I had always thought that I should learn more about functional programming. It seemed like an odd beast to me, especially since you don't change state through side-effects. "How do you get anything done?" It's kinda like when you first learned that you don't need GOTO, and subsequently, when you learned that FOR loops suck.
And yet, I never really found a need or a small project I could do with functional programming that might prove to be satisfying. It was only due to the search for better concurrency abstractions that I ran across Erlang, a functional programming language that is used explicitly because it's good at concurrency. In fact, it's pretty much the only one out there that touts concurrency as its strength.

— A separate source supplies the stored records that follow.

//! Executes a parsed template program.
//!
//! Free identifiers resolve innermost first: template locals, then the
//! per-call scope, then the shared context, then the helper API. Locals only
//! exist for the duration of one call, so caller data is never mutated.

pub mod value;

use std::cmp::Ordering;
use std::collections::HashMap;

use serde_json::{Map, Value};

use crate::config::Context;
use crate::error::EvalError;
use crate::helpers::{escape_text, Helper, HelperApi};
use crate::script::ast::{
    AssignOp, BinaryOp, Expr, LogicalOp, Output, Program, Stmt, UnaryOp, UpdateOp,
};

use value::{
    add, compare, get_index, get_property, is_truthy, number, property_key, strict_equals,
    to_number, to_text, type_name,
};

/// Run `program` and return everything it wrote.
pub fn run(
    program: &Program,
    scope: &Value,
    context: &Context,
    api: &HelperApi,
) -> Result<String, EvalError> {
    let mut machine = Machine {
        env: Environment::new(scope, context, api),
        out: String::new(),
    };
    for stmt in &program.body {
        machine.exec(stmt)?;
    }
    Ok(machine.out)
}

/// The bindings visible to one template call.
#[derive(Debug)]
pub struct Environment<'a> {
    locals: HashMap<String, Value>,
    scope: Option<&'a Map<String, Value>>,
    context: &'a Context,
    api: &'a HelperApi,
}

impl<'a> Environment<'a> {
    /// `scope` contributes bindings only when it is an object.
    pub fn new(scope: &'a Value, context: &'a Context, api: &'a HelperApi) -> Self {
        Self {
            locals: HashMap::new(),
            scope: scope.as_object(),
            context,
            api,
        }
    }

    fn value_ref(&self, name: &str) -> Option<&Value> {
        self.locals
            .get(name)
            .or_else(|| self.scope.and_then(|scope| scope.get(name)))
            .or_else(|| self.context.value(name))
    }

    fn helper_ref(&self, name: &str) -> Option<&Helper> {
        self.context.helper(name).or_else(|| self.api.get(name))
    }

    /// Resolve an identifier used as a value.
    pub fn lookup(&self, name: &str) -> Result<Value, EvalError> {
        if let Some(value) = self.value_ref(name) {
            return Ok(value.clone());
        }
        if self.helper_ref(name).is_some() {
            return Err(EvalError::HelperAsValue {
                name: name.to_string(),
            });
        }
        Err(EvalError::UndefinedVariable {
            name: name.to_string(),
        })
    }

    /// Resolve an identifier used as a callee.
    ///
    /// A value binding in an inner tier shadows a helper of the same name.
    pub fn helper(&self, name: &str) -> Result<&Helper, EvalError> {
        if self.value_ref(name).is_some() {
            return Err(EvalError::NotCallable {
                name: name.to_string(),
            });
        }
        self.helper_ref(name)
            .ok_or_else(|| EvalError::UndefinedVariable {
                name: name.to_string(),
            })
    }

    fn declare(&mut self, name: &str, value: Option<Value>) {
        match value {
            Some(value) => {
                self.locals.insert(name.to_string(), value);
            }
            None if self.value_ref(name).is_none() => {
                self.locals.insert(name.to_string(), Value::Null);
            }
            None => {}
        }
    }

    fn assign(&mut self, name: &str, value: Value) {
        self.locals.insert(name.to_string(), value);
    }

    /// Mutable local binding for `name`, copied in from an outer tier if needed.
    fn local_mut(&mut self, name: &str) -> Result<&mut Value, EvalError> {
        if !self.locals.contains_key(name) {
            let value = self.lookup(name)?;
            self.locals.insert(name.to_string(), value);
        }
        self.locals
            .get_mut(name)
            .ok_or_else(|| EvalError::UndefinedVariable {
                name: name.to_string(),
            })
    }
}

#[derive(Debug, PartialEq, Eq)]
enum Flow {
    Normal,
    Break,
    Continue,
}

struct Machine<'a> {
    env: Environment<'a>,
    out: String,
}

impl Machine<'_> {
    fn exec(&mut self, stmt: &Stmt) -> Result<Flow, EvalError> {
        match stmt {
            Stmt::Output(output) => {
                self.write(output)?;
                Ok(Flow::Normal)
            }
            Stmt::Expr(expr) => {
                self.eval(expr)?;
                Ok(Flow::Normal)
            }
            Stmt::Declare(bindings) => {
                for (name, init) in bindings {
                    let value = init.as_ref().map(|e| self.eval(e)).transpose()?;
                    self.env.declare(name, value);
                }
                Ok(Flow::Normal)
            }
            Stmt::Block(body) => {
                for stmt in body {
                    let flow = self.exec(stmt)?;
                    if flow != Flow::Normal {
                        return Ok(flow);
                    }
                }
                Ok(Flow::Normal)
            }
            Stmt::If {
                test,
                then,
                otherwise,
            } => {
                if is_truthy(&self.eval(test)?) {
                    self.exec(then)
                } else if let Some(otherwise) = otherwise {
                    self.exec(otherwise)
                } else {
                    Ok(Flow::Normal)
                }
            }
            Stmt::For {
                init,
                test,
                update,
                body,
            } => {
                if let Some(init) = init {
                    self.exec(init)?;
                }
                loop {
                    if let Some(test) = test {
                        if !is_truthy(&self.eval(test)?) {
                            break;
                        }
                    }
                    if self.exec(body)? == Flow::Break {
                        break;
                    }
                    if let Some(update) = update {
                        self.eval(update)?;
                    }
                }
                Ok(Flow::Normal)
            }
            Stmt::While { test, body } => {
                while is_truthy(&self.eval(test)?) {
                    if self.exec(body)? == Flow::Break {
                        break;
                    }
                }
                Ok(Flow::Normal)
            }
            Stmt::Break => Ok(Flow::Break),
            Stmt::Continue => Ok(Flow::Continue),
            Stmt::Empty => Ok(Flow::Normal),
        }
    }

    fn write(&mut self, output: &Output) -> Result<(), EvalError> {
        match output {
            Output::Literal(text) => self.out.push_str(text),
            Output::Escaped(expr) => {
                let value = self.eval(expr)?;
                self.out.push_str(&escape_text(&to_text(&value)));
            }
            Output::Raw(expr) => {
                let value = self.eval(expr)?;
                self.out.push_str(&to_text(&value));
            }
        }
        Ok(())
    }

    fn eval(&mut self, expr: &Expr) -> Result<Value, EvalError> {
        match expr {
            Expr::Literal(value) => Ok(value.clone()),
            Expr::Ident(name) => self.env.lookup(name),
            Expr::Array(items) => Ok(Value::Array(
                items
                    .iter()
                    .map(|item| self.eval(item))
                    .collect::<Result<_, _>>()?,
            )),
            Expr::Object(entries) => {
                let mut map = Map::new();
                for (key, value) in entries {
                    let value = self.eval(value)?;
                    map.insert(key.clone(), value);
                }
                Ok(Value::Object(map))
            }
            Expr::Member(target, property) => get_property(&self.eval(target)?, property),
            Expr::Index(target, index) => {
                let target = self.eval(target)?;
                get_index(&target, &self.eval(index)?)
            }
            Expr::Call(name, args) => {
                let args = args
                    .iter()
                    .map(|arg| self.eval(arg))
                    .collect::<Result<Vec<_>, _>>()?;
                self.env
                    .helper(name)?
                    .call(&args)
                    .map_err(|e| EvalError::Helper {
                        name: name.clone(),
                        message: e.0,
                    })
            }
            Expr::Unary(op, operand) => {
                let value = self.eval(operand)?;
                Ok(match op {
                    UnaryOp::Not => Value::Bool(!is_truthy(&value)),
                    UnaryOp::Neg => number(-to_number(&value)),
                    UnaryOp::Plus => number(to_number(&value)),
                })
            }
            Expr::Binary(op, left, right) => {
                let left = self.eval(left)?;
                let right = self.eval(right)?;
                Ok(binary(*op, &left, &right))
            }
            Expr::Logical(op, left, right) => {
                let left = self.eval(left)?;
                match (op, is_truthy(&left)) {
                    (LogicalOp::Or, true) | (LogicalOp::And, false) => Ok(left),
                    _ => self.eval(right),
                }
            }
            Expr::Conditional(test, then, otherwise) => {
                if is_truthy(&self.eval(test)?) {
                    self.eval(then)
                } else {
                    self.eval(otherwise)
                }
            }
            Expr::Assign(op, target, value) => {
                let value = self.eval(value)?;
                let value = match op {
                    AssignOp::Set => value,
                    AssignOp::Add => add(&self.eval(target)?, &value),
                    AssignOp::Sub => number(to_number(&self.eval(target)?) - to_number(&value)),
                };
                self.store(target, value.clone())?;
                Ok(value)
            }
            Expr::Update { op, prefix, target } => {
                let old = to_number(&self.eval(target)?);
                let new = match op {
                    UpdateOp::Increment => old + 1.0,
                    UpdateOp::Decrement => old - 1.0,
                };
                self.store(target, number(new))?;
                Ok(number(if *prefix { new } else { old }))
            }
            Expr::Sequence(exprs) => {
                let mut last = Value::Null;
                for expr in exprs {
                    last = self.eval(expr)?;
                }
                Ok(last)
            }
        }
    }

    fn store(&mut self, target: &Expr, value: Value) -> Result<(), EvalError> {
        let (root, path) = self.place(target)?;
        let Some((last, parents)) = path.split_last() else {
            self.env.assign(&root, value);
            return Ok(());
        };
        let mut slot = self.env.local_mut(&root)?;
        for key in parents {
            slot = child_mut(slot, key)?;
        }
        set_child(slot, last, value)
    }

    /// Split an assignable expression into its root name and property path.
    fn place(&mut self, expr: &Expr) -> Result<(String, Vec<String>), EvalError> {
        match expr {
            Expr::Ident(name) => Ok((name.clone(), Vec::new())),
            Expr::Member(target, property) => {
                let (root, mut path) = self.place(target)?;
                path.push(property.clone());
                Ok((root, path))
            }
            Expr::Index(target, index) => {
                let (root, mut path) = self.place(target)?;
                path.push(property_key(&self.eval(index)?));
                Ok((root, path))
            }
            other => Err(EvalError::InvalidPropertyAssignment {
                property: String::new(),
                target: format!("{other:?}"),
            }),
        }
    }
}

fn binary(op: BinaryOp, left: &Value, right: &Value) -> Value {
    match op {
        BinaryOp::Add => add(left, right),
        BinaryOp::Sub => arithmetic(left, right, |a, b| a - b),
        BinaryOp::Mul => arithmetic(left, right, |a, b| a * b),
        BinaryOp::Div => arithmetic(left, right, |a, b| a / b),
        BinaryOp::Rem => arithmetic(left, right, |a, b| a % b),
        BinaryOp::Eq => Value::Bool(strict_equals(left, right)),
        BinaryOp::NotEq => Value::Bool(!strict_equals(left, right)),
        BinaryOp::Lt => ordered(left, right, Ordering::is_lt),
        BinaryOp::LtEq => ordered(left, right, Ordering::is_le),
        BinaryOp::Gt => ordered(left, right, Ordering::is_gt),
        BinaryOp::GtEq => ordered(left, right, Ordering::is_ge),
    }
}

fn arithmetic(left: &Value, right: &Value, f: impl Fn(f64, f64) -> f64) -> Value {
    number(f(to_number(left), to_number(right)))
}

/// Unordered operands (`NaN`, mixed string/number) compare false.
fn ordered(left: &Value, right: &Value, accept: fn(Ordering) -> bool) -> Value {
    Value::Bool(compare(left, right).is_some_and(accept))
}

fn child_mut<'v>(slot: &'v mut Value, key: &str) -> Result<&'v mut Value, EvalError> {
    let target = type_name(slot);
    let child = match slot {
        Value::Object(map) => map.get_mut(key),
        Value::Array(items) => key.parse::<usize>().ok().and_then(|i| items.get_mut(i)),
        _ => {
            return Err(EvalError::InvalidPropertyAssignment {
                property: key.to_string(),
                target: target.to_string(),
            })
        }
    };
    match child {
        Some(child) if !child.is_null() => Ok(child),
        _ => Err(EvalError::NullAccess {
            property: key.to_string(),
        }),
    }
}

fn set_child(slot: &mut Value, key: &str, value: Value) -> Result<(), EvalError> {
    let invalid = |target: &str| EvalError::InvalidPropertyAssignment {
        property: key.to_string(),
        target: target.to_string(),
    };
    match slot {
        Value::Object(map) => {
            map.insert(key.to_string(), value);
            Ok(())
        }
        Value::Array(items) => {
            let index = key.parse::<usize>().map_err(|_| invalid("array"))?;
            // Arrays grow by at most one element per assignment.
            if index < items.len() {
                items[index] = value;
            } else if index == items.len() {
                items.push(value);
            } else {
                return Err(invalid("array"));
            }
            Ok(())
        }
        Value::Null => Err(EvalError::NullAccess {
            property: key.to_string(),
        }),
        other => Err(invalid(type_name(other))),
    }
}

It uses the actor model, where processes share no data and just pass messages around. Because there's nothing shared, there's no issue of synchronization or deadlocks. While not as sexy-sounding as futures or software transactional memory, the actor model falls nicely along the lines of complex and emergent systems--systems that have locally interacting parts with a global emergent behavior. Hrm...could one of these systems be good for a small side project to do in Erlang?
How Gestalt, Mr. Brain
Artificial neural networks seemed to be the perfect thing actually. A quick, quick diversion into what they are.
A feed-forward artificial neural network is basically a network of perceptrons that can be trained to classify (ie. recognize) patterns. You give the network a pattern as an input, it can tell you the classification of that input as an output.

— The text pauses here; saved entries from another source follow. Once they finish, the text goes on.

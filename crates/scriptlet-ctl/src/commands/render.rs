//! `render`: render one template file with JSON data.

use std::path::Path;

use anyhow::Context as _;
use scriptlet::{Engine, EngineConfig, FsLoader};
use serde_json::{Map, Value};

use crate::output;

pub(crate) async fn handle_render_command(
    config: EngineConfig,
    template: &Path,
    data: Option<&Path>,
    out_path: Option<&Path>,
) -> anyhow::Result<()> {
    let data = match data {
        Some(path) => read_data(path)?,
        None => Value::Object(Map::new()),
    };

    let engine = Engine::new(config)?.with_loader(FsLoader::new());
    let locator = template.to_string_lossy();
    let rendered = engine.render_file(&locator, &data).await?;

    match out_path {
        Some(path) => {
            std::fs::write(path, &rendered)
                .with_context(|| format!("failed to write {}", path.display()))?;
            output::success(format!("Rendered {} to {}", template.display(), path.display()));
        }
        None => output::raw(&rendered)?,
    }
    Ok(())
}

fn read_data(path: &Path) -> anyhow::Result<Value> {
    let contents = std::fs::read_to_string(path)
        .with_context(|| format!("failed to read data file {}", path.display()))?;
    serde_json::from_str(&contents)
        .with_context(|| format!("failed to parse data file {} as JSON", path.display()))
}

You can think of a perceptron much like a neuron in your brain, where it has lots of inputs and one output. It's connected to other perceptrons through these inputs and outputs and there are weights attached to the input connections. If there is acertain type pattern of input, and it passes a threshold, the perceptron 'fires' (i.e. outputs a value). This in turn might activate other perceptrons.
Even simpler, a perceptron is modeled as a function that takes a vector x as an input and outputs a number y. All it does is take the dot product of the input vector x with weights vector w, and pass it through a non-linear and continuous thresholding function, usually a sigmoid function. And you connect them up in layers, and you get an artificial neural network, that can learn torecognizeclassify patterns if you train it with examples.

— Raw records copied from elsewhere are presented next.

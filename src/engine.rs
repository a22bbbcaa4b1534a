//! Render orchestration and the public operations of the crate.

use std::sync::Arc;

use serde_json::Value;

use crate::cache::TemplateCache;
use crate::codegen::{self, Instruction};
use crate::config::{Context, EngineConfig};
use crate::error::{ConfigError, TemplateError, TemplateResult, ANONYMOUS_TEMPLATE};
use crate::helpers::{HelperApi, HelperResult};
use crate::loader::{FsLoader, TemplateLoader};
use crate::macros::MacroSet;
use crate::scanner::TagScanner;
use crate::script::{self, SyntaxError};
use crate::template::CompiledTemplate;

/// A configured template compiler with its own cache.
///
/// ```
/// use scriptlet::Engine;
/// use serde_json::json;
///
/// let engine = Engine::default();
/// let html = engine.render("Hi <%= name %>!", &json!({"name": "<b>"})).unwrap();
/// assert_eq!(html, "Hi &lt;b&gt;!");
/// ```
#[derive(Debug)]
pub struct Engine {
    config: EngineConfig,
    scanner: TagScanner,
    macros: MacroSet,
    api: HelperApi,
    cache: TemplateCache,
    loader: Arc<dyn TemplateLoader>,
}

impl Default for Engine {
    fn default() -> Self {
        Self::new(EngineConfig::default()).expect("default tag markers are valid")
    }
}

impl Engine {
    /// Build an engine with the standard helpers, the built-in macros and a
    /// filesystem loader.
    pub fn new(config: EngineConfig) -> Result<Self, ConfigError> {
        let scanner = TagScanner::new(&config.open, &config.close)?;
        Ok(Self {
            config,
            scanner,
            macros: MacroSet::default(),
            api: HelperApi::standard(),
            cache: TemplateCache::new(),
            loader: Arc::new(FsLoader::new()),
        })
    }

    /// Replace the loader used by [`Engine::render_file`].
    pub fn with_loader(mut self, loader: impl TemplateLoader + 'static) -> Self {
        self.loader = Arc::new(loader);
        self
    }

    /// Swap in a new configuration.
    ///
    /// Templates compiled earlier, cached or not, keep the tag markers they
    /// were compiled with. The new context applies to every later render.
    pub fn configure(&mut self, config: EngineConfig) -> Result<(), ConfigError> {
        self.scanner = TagScanner::new(&config.open, &config.close)?;
        tracing::debug!(
            open = %config.open,
            close = %config.close,
            context_values = config.context.values().len(),
            "Engine reconfigured"
        );
        self.config = config;
        Ok(())
    }

    pub fn config(&self) -> &EngineConfig {
        &self.config
    }

    pub fn context(&self) -> &Context {
        &self.config.context
    }

    pub fn context_mut(&mut self) -> &mut Context {
        &mut self.config.context
    }

    pub fn api(&self) -> &HelperApi {
        &self.api
    }

    /// Register (or replace) a helper in the API tier.
    pub fn register_helper<F>(&mut self, name: impl Into<String>, f: F)
    where
        F: Fn(&[Value]) -> HelperResult + Send + Sync + 'static,
    {
        self.api.register(name, f);
    }

    /// Macros applied to statement tags of templates compiled from now on.
    pub fn macros_mut(&mut self) -> &mut MacroSet {
        &mut self.macros
    }

    pub fn cache(&self) -> &TemplateCache {
        &self.cache
    }

    pub fn clear_cache(&self) {
        self.cache.clear();
    }

    /// Compile without touching the cache.
    pub fn compile(&self, text: &str) -> TemplateResult<CompiledTemplate> {
        self.compile_named(ANONYMOUS_TEMPLATE, text)
    }

    fn compile_named(&self, name: &str, text: &str) -> TemplateResult<CompiledTemplate> {
        let segments = self.scanner.scan(text);
        let instructions =
            codegen::generate(&segments, &self.macros, self.scanner.open(), name)?;
        let program = script::parse_program(&instructions)
            .map_err(|e| syntax_error(name, &instructions, e))?;
        tracing::debug!(
            template = name,
            instructions = instructions.len(),
            "Compiled template"
        );
        Ok(CompiledTemplate::new(name.to_string(), instructions, program))
    }

    /// Compile `text` (uncached) and render it with `data` as scope.
    pub fn render(&self, text: &str, data: &Value) -> TemplateResult<String> {
        let template = self.compile(text)?;
        self.execute(&template, data)
    }

    /// Render `text` through the cache under `key`.
    ///
    /// Once `key` is cached, `text` is ignored.
    pub fn render_cached(&self, key: &str, text: &str, data: &Value) -> TemplateResult<String> {
        let template = self.get_or_compile(key, text)?;
        self.execute(&template, data)
    }

    /// Cached template for `key`, compiling `text` only on a miss.
    pub fn get_or_compile(&self, key: &str, text: &str) -> TemplateResult<Arc<CompiledTemplate>> {
        self.cache
            .get_or_compile(key, || self.compile_named(key, text))
    }

    /// Compile `text` and store it under `key`, replacing any previous entry.
    pub fn precompile(&self, key: &str, text: &str) -> TemplateResult<Arc<CompiledTemplate>> {
        let template = self.compile_named(key, text)?;
        Ok(self.cache.insert(key, template))
    }

    /// Render a template stored by [`Engine::precompile`] or another cached call.
    pub fn render_template(&self, key: &str, data: &Value) -> TemplateResult<String> {
        let template = self
            .cache
            .get(key)
            .ok_or_else(|| TemplateError::not_found(key))?;
        self.execute(&template, data)
    }

    /// Load `locator` through the loader, then render it cached by locator.
    pub async fn render_file(&self, locator: &str, data: &Value) -> TemplateResult<String> {
        tracing::debug!(locator, "Loading template");
        let text = self
            .loader
            .load(locator)
            .await
            .map_err(|e| TemplateError::load(locator, e))?;
        let template = self.get_or_compile(locator, &text)?;
        self.execute(&template, data)
    }

    /// [`Engine::render_file`], delivering the outcome to `callback` exactly once.
    pub async fn render_file_with<F>(&self, locator: &str, data: &Value, callback: F)
    where
        F: FnOnce(TemplateResult<String>),
    {
        callback(self.render_file(locator, data).await);
    }

    /// Render a compiled template with the current context and helpers.
    pub fn execute(&self, template: &CompiledTemplate, data: &Value) -> TemplateResult<String> {
        template.render(data, &self.config.context, &self.api)
    }
}

fn syntax_error(name: &str, instructions: &[Instruction], error: SyntaxError) -> TemplateError {
    tracing::debug!(
        template = name,
        line = error.line,
        listing = %codegen::listing(instructions),
        "Template failed to compile"
    );
    TemplateError::Syntax {
        template: name.to_string(),
        line: error.line,
        message: error.message,
    }
}

#[cfg(test)]
mod tests {
    use super::*;
    use crate::error::EvalError;
    use crate::loader::MemoryLoader;
    use serde_json::json;

    #[test]
    fn test_render_without_tags_is_identity() {
        let engine = Engine::default();
        let text = "plain 'quoted' \\ text\r\nline two\u{2028}";
        assert_eq!(engine.render(text, &json!({})).unwrap(), text);
        assert_eq!(engine.render("", &json!(null)).unwrap(), "");
    }

    #[test]
    fn test_render_escapes_output() {
        let engine = Engine::default();
        let out = engine.render("Hi <%= name %>!", &json!({"name": "<b>"})).unwrap();
        assert_eq!(out, "Hi &lt;b&gt;!");
    }

    #[test]
    fn test_render_for_in() {
        let engine = Engine::default();
        let out = engine
            .render(
                "<% for (x in items) { %><%= x %>,<% } %>",
                &json!({"items": [1, 2, 3]}),
            )
            .unwrap();
        assert_eq!(out, "1,2,3,");
    }

    #[test]
    fn test_comment_tags_render_nothing() {
        let engine = Engine::default();
        let out = engine.render("a<%# note %>b<%  %>c", &json!({})).unwrap();
        assert_eq!(out, "abc");
    }

    #[test]
    fn test_unknown_tag_type() {
        let engine = Engine::default();
        let err = engine.render("<%! foo %>", &json!({})).unwrap_err();
        match err {
            TemplateError::UnknownTagType { marker, open, .. } => {
                assert_eq!(marker, "!");
                assert_eq!(open, "<%");
            }
            other => panic!("Expected UnknownTagType, got {other:?}"),
        }
    }

    #[test]
    fn test_unknown_tag_names_cache_key() {
        let engine = Engine::default();
        let err = engine.precompile("pages/index", "<%! x %>").unwrap_err();
        assert_eq!(
            err.to_string(),
            "unknown template tag '<%!' in pages/index"
        );
        assert!(err.is_compile_error());
    }

    #[test]
    fn test_syntax_error_reports_line() {
        let engine = Engine::default();
        let err = engine.compile("ok\nstill ok\n<% if (a { %>").unwrap_err();
        match err {
            TemplateError::Syntax { template, line, .. } => {
                assert_eq!(template, ANONYMOUS_TEMPLATE);
                assert_eq!(line, 3);
            }
            other => panic!("Expected Syntax, got {other:?}"),
        }
    }

    #[test]
    fn test_evaluation_error() {
        let engine = Engine::default();
        let err = engine.render("<%= nope %>", &json!({})).unwrap_err();
        assert!(!err.is_compile_error());
        match err {
            TemplateError::Evaluation { source, .. } => {
                assert_eq!(source, EvalError::UndefinedVariable { name: "nope".to_string() });
            }
            other => panic!("Expected Evaluation, got {other:?}"),
        }
    }

    #[test]
    fn test_precompile_and_render_template() {
        let engine = Engine::default();
        let compiled = engine.precompile("greet", "Hello <%= who %>").unwrap();
        assert_eq!(compiled.name(), "greet");
        assert_eq!(
            engine.render_template("greet", &json!({"who": "a"})).unwrap(),
            "Hello a"
        );
        assert_eq!(
            engine.render_template("greet", &json!({"who": "b"})).unwrap(),
            "Hello b"
        );
        let again = engine.cache().get("greet").unwrap();
        assert!(Arc::ptr_eq(&compiled, &again));
    }

    #[test]
    fn test_render_template_unknown_key() {
        let engine = Engine::default();
        let err = engine.render_template("missing", &json!({})).unwrap_err();
        assert!(matches!(err, TemplateError::TemplateNotFound { ref key } if key == "missing"));
    }

    #[test]
    fn test_precompile_overwrites() {
        let engine = Engine::default();
        engine.precompile("k", "one").unwrap();
        engine.precompile("k", "two").unwrap();
        assert_eq!(engine.render_template("k", &json!({})).unwrap(), "two");
    }

    #[test]
    fn test_render_cached_ignores_new_text() {
        let engine = Engine::default();
        assert_eq!(engine.render_cached("k", "first", &json!({})).unwrap(), "first");
        assert_eq!(engine.render_cached("k", "second", &json!({})).unwrap(), "first");
        engine.clear_cache();
        assert_eq!(engine.render_cached("k", "second", &json!({})).unwrap(), "second");
    }

    #[test]
    fn test_compile_is_uncached() {
        let engine = Engine::default();
        engine.compile("x").unwrap();
        engine.render("y", &json!({})).unwrap();
        assert!(engine.cache().is_empty());
    }

    #[test]
    fn test_reconfigure_keeps_compiled_markers() {
        let mut engine = Engine::default();
        engine.precompile("old", "<%= a %>").unwrap();
        engine
            .configure(EngineConfig::default().with_markers("{{", "}}"))
            .unwrap();

        let data = json!({"a": 1});
        assert_eq!(engine.render_template("old", &data).unwrap(), "1");
        assert_eq!(engine.render("{{= a }}|<%= a %>", &data).unwrap(), "1|<%= a %>");
    }

    #[test]
    fn test_configure_rejects_empty_markers() {
        let mut engine = Engine::default();
        let err = engine
            .configure(EngineConfig::default().with_markers("", "%>"))
            .unwrap_err();
        assert!(matches!(err, ConfigError::InvalidMarkers(_)));
        assert_eq!(engine.render("<%= 1 %>", &json!({})).unwrap(), "1");
    }

    #[test]
    fn test_context_is_read_at_render_time() {
        let mut engine = Engine::default();
        engine.precompile("site", "<%= site %>").unwrap();
        engine.context_mut().insert("site", "a.org");
        assert_eq!(engine.render_template("site", &json!({})).unwrap(), "a.org");

        let mut context = Context::new();
        context.insert("site", "b.org");
        engine
            .configure(EngineConfig::default().with_context(context))
            .unwrap();
        assert_eq!(engine.render_template("site", &json!({})).unwrap(), "b.org");
        assert_eq!(
            engine.render_template("site", &json!({"site": "scope"})).unwrap(),
            "scope"
        );
    }

    #[test]
    fn test_register_helper() {
        let mut engine = Engine::default();
        engine.register_helper("upper", |args: &[Value]| {
            Ok(json!(args
                .first()
                .and_then(Value::as_str)
                .unwrap_or_default()
                .to_uppercase()))
        });
        assert_eq!(engine.render("<%= upper(x) %>", &json!({"x": "ab"})).unwrap(), "AB");
    }

    #[test]
    fn test_custom_macro() {
        let mut engine = Engine::default();
        engine
            .macros_mut()
            .push(crate::macros::MacroRule::new(r"\bunless\s*\(", "if (!").unwrap());
        let out = engine
            .render("<% unless (hidden) { %>shown<% } %>", &json!({"hidden": false}))
            .unwrap();
        assert_eq!(out, "shown");
    }

    #[test]
    fn test_listing() {
        let engine = Engine::default();
        let template = engine.compile("a'\n<%= x %><% y = 1 %><%# c %>").unwrap();
        assert_eq!(
            template.listing(),
            "append('a\\'\\n');\nappend(escapeText(x));\nappend('');\ny = 1\nappend('');\n// comment\nappend('');"
        );
    }

    #[tokio::test]
    async fn test_render_file_with_memory_loader() {
        let engine = Engine::default()
            .with_loader(MemoryLoader::new().with("page", "<p><%= body %></p>"));
        let out = engine.render_file("page", &json!({"body": "hi"})).await.unwrap();
        assert_eq!(out, "<p>hi</p>");
        assert!(engine.cache().contains("page"));
    }

    #[tokio::test]
    async fn test_render_file_load_failure() {
        let engine = Engine::default().with_loader(MemoryLoader::new());
        let err = engine.render_file("nope", &json!({})).await.unwrap_err();
        match err {
            TemplateError::Load { locator, source } => {
                assert_eq!(locator, "nope");
                assert_eq!(source.to_string(), "no template registered for 'nope'");
            }
            other => panic!("Expected Load, got {other:?}"),
        }
    }

    #[tokio::test]
    async fn test_render_file_with_callback() {
        let engine = Engine::default().with_loader(MemoryLoader::new().with("t", "<%= n %>"));
        let mut calls = Vec::new();
        engine
            .render_file_with("t", &json!({"n": 7}), |result| calls.push(result))
            .await;
        assert_eq!(calls.len(), 1);
        assert_eq!(calls[0].as_ref().unwrap(), "7");

        let mut failed = None;
        engine
            .render_file_with("t", &json!({}), |result| failed = Some(result))
            .await;
        assert!(matches!(failed, Some(Err(TemplateError::Evaluation { .. }))));
    }
}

It has to learn patterns by adjusting the weights between perceptrons in the network after each training example, and you tell it how wrong it was in recognizing the pattern. It does this by an algorithm called back propagation. It's the same page I lifted all these pictures from. I put all their pictures in an animated gif to illustrate (click on it to watch):
In the first part, the example propagates forward to an output. Then it propagates back the error. Lastly, it propagates forward the adjusted weights from the calculated error.
In addition, you'll also notice that in the animation, the perceptron values are calculated neuron by neuron. In a concurrent system, there's no reason to do this! You can actually do the calculation layer by layer, since the calculations of any individual perceptron only comes from the outputs of the perceptrons in the layers before it. Therefore, all outputs for perceptrons in a layer can be calculated in parallel.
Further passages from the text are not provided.